20 Aprile 2020

Dieselgate, chiesta l’archiviazione per i vertici di Volkswagen Italia

 

di FEDERICO FORMICA Nella complicata battaglia legale del post Dieselgate, sul fronte italiano Volkswagen riporta una importante vittoria. Il Pm della Procura di Verona, Marco Zanatelli, ha chiesto l’archiviazione per i vertici italiani della compagnia automobilistica tedesca. L’ipotesi era quella di frode in commercio. Nel dicembre scorso la stessa Procura aveva archiviato la posizione di sei manager di Volkswagen Italia per reati ambientali.

Lo scandalo era legato a un software che Volkswagen aveva utilizzato per falsificare le emissioni dei propri modelli, che risultavano inferiori rispetto a quanto comunicato ufficialmente. L’archiviazione “rischia di vanificare non solo l’imponente lavoro svolto in sede di indagine, che aveva portato al riconoscimento dell’esistenza sulle automobili Volkswagen del ‘defeat device’ installato per manipolare le emissioni, ma anche le esigenze di tutela di migliaia di consumatori italiani” tuona il Codacons, l’associazione che nell’indagine si era costituita come parte offesa e che ha già annunciato richiesta di opposizione all’archiviazione.

“In tutto il mondo è stato riconosciuto l’utilizzo del software ‘truffaldino’ – dice a Repubblica Marco Ramadori, co-presidente di Codacons – solo i tribunali italiani si ostinano a negarne l’esistenza, con affermazioni che, nei Paesi in cui la giustizia funziona, suonerebbero come ridicole”. Ramadori spiega che gli esami tecnici condotti sulle auto Volkswagen (anche con prove su strada in autodromo) e utilizzati come perizie sono stati molto costosi tanto da far supporre un danno erariale.

Nel frattempo procede, seppur a rilento (la prima udienza è stata a maggio 2016), la class action contro Volkswagen sempre per lo scandalo dieselgate al tribunale di Venezia. In Italia la portabandiera è Altroconsumo, che ha scelto di non battere la strada del procedimento penale.

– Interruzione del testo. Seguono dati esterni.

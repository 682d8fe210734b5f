//! This module contains errors pertaining to the scope tree and its symbol
//! bookkeeping.

use thiserror::Error;

use crate::scope::{ScopeId, Symbol};

/// Errors that occur when operating on the [`crate::scope::ScopeTree`].
///
/// Every variant here is a contract violation on the part of the graph
/// builder or an interpreter plug-in, never a property of the program under
/// analysis. Callers must treat them as fatal for the current interpretation.
#[derive(Clone, Debug, Eq, Error, PartialEq)]
pub enum Error {
    #[error("The identifier {name:?} is not declared in the scope chain starting at {scope:?}")]
    UndeclaredIdentifier { scope: ScopeId, name: String },

    #[error("The symbol {symbol:?} has no binding in the scope chain starting at {scope:?}")]
    UnboundSymbol { scope: ScopeId, symbol: Symbol },

    #[error(
        "The symbol {symbol:?} is already declared in scope {scope:?}; shadowing requires a \
         child scope"
    )]
    AlreadyDeclared { scope: ScopeId, symbol: Symbol },

    #[error("The scope {scope:?} does not exist in this scope tree")]
    NoSuchScope { scope: ScopeId },
}

/// The result type for methods that may have scope errors.
pub type Result<T> = std::result::Result<T, Error>;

Secondo l’organizzazione di consumatori “la richiesta di archiviazione del Pm di Verona è ininfluente rispetto alla nostra class action”.

Altroconsumo, però, sostiene che il lavoro svolto dai consulenti del Pm di Verona non sia tutto da buttare, anzi: “Abbiamo seguito anche noi quei lavori e abbiamo depositato la loro relazione finale nella nostra class action a Venezia ad ulteriore dimostrazione degli illeciti (civili) commessi dal gruppo VW e del danno subito dai consumatori”. L’ultima udienza dell’azione di classe italiana si è tenuta il 4 marzo. In quella sede il giudice si è riservato di valutare le “diverse istanze presentate dalle parti, senza fissare una data per la prossima udienza” che, con il Coronavirus di mezzo, non è ancora stata stabilita. Intanto in Germania la class action ha portato a un maxi risarcimento da 830 milioni di euro, in un accordo extragiudiziale con la federazione di consumatori Vzbv. Ai singoli proprietari di auto del gruppo andranno tra i 1350 e i 6257 euro a seconda del modello e dell’età del veicolo. Un risultato che in Italia sembra un miraggio, almeno per ora.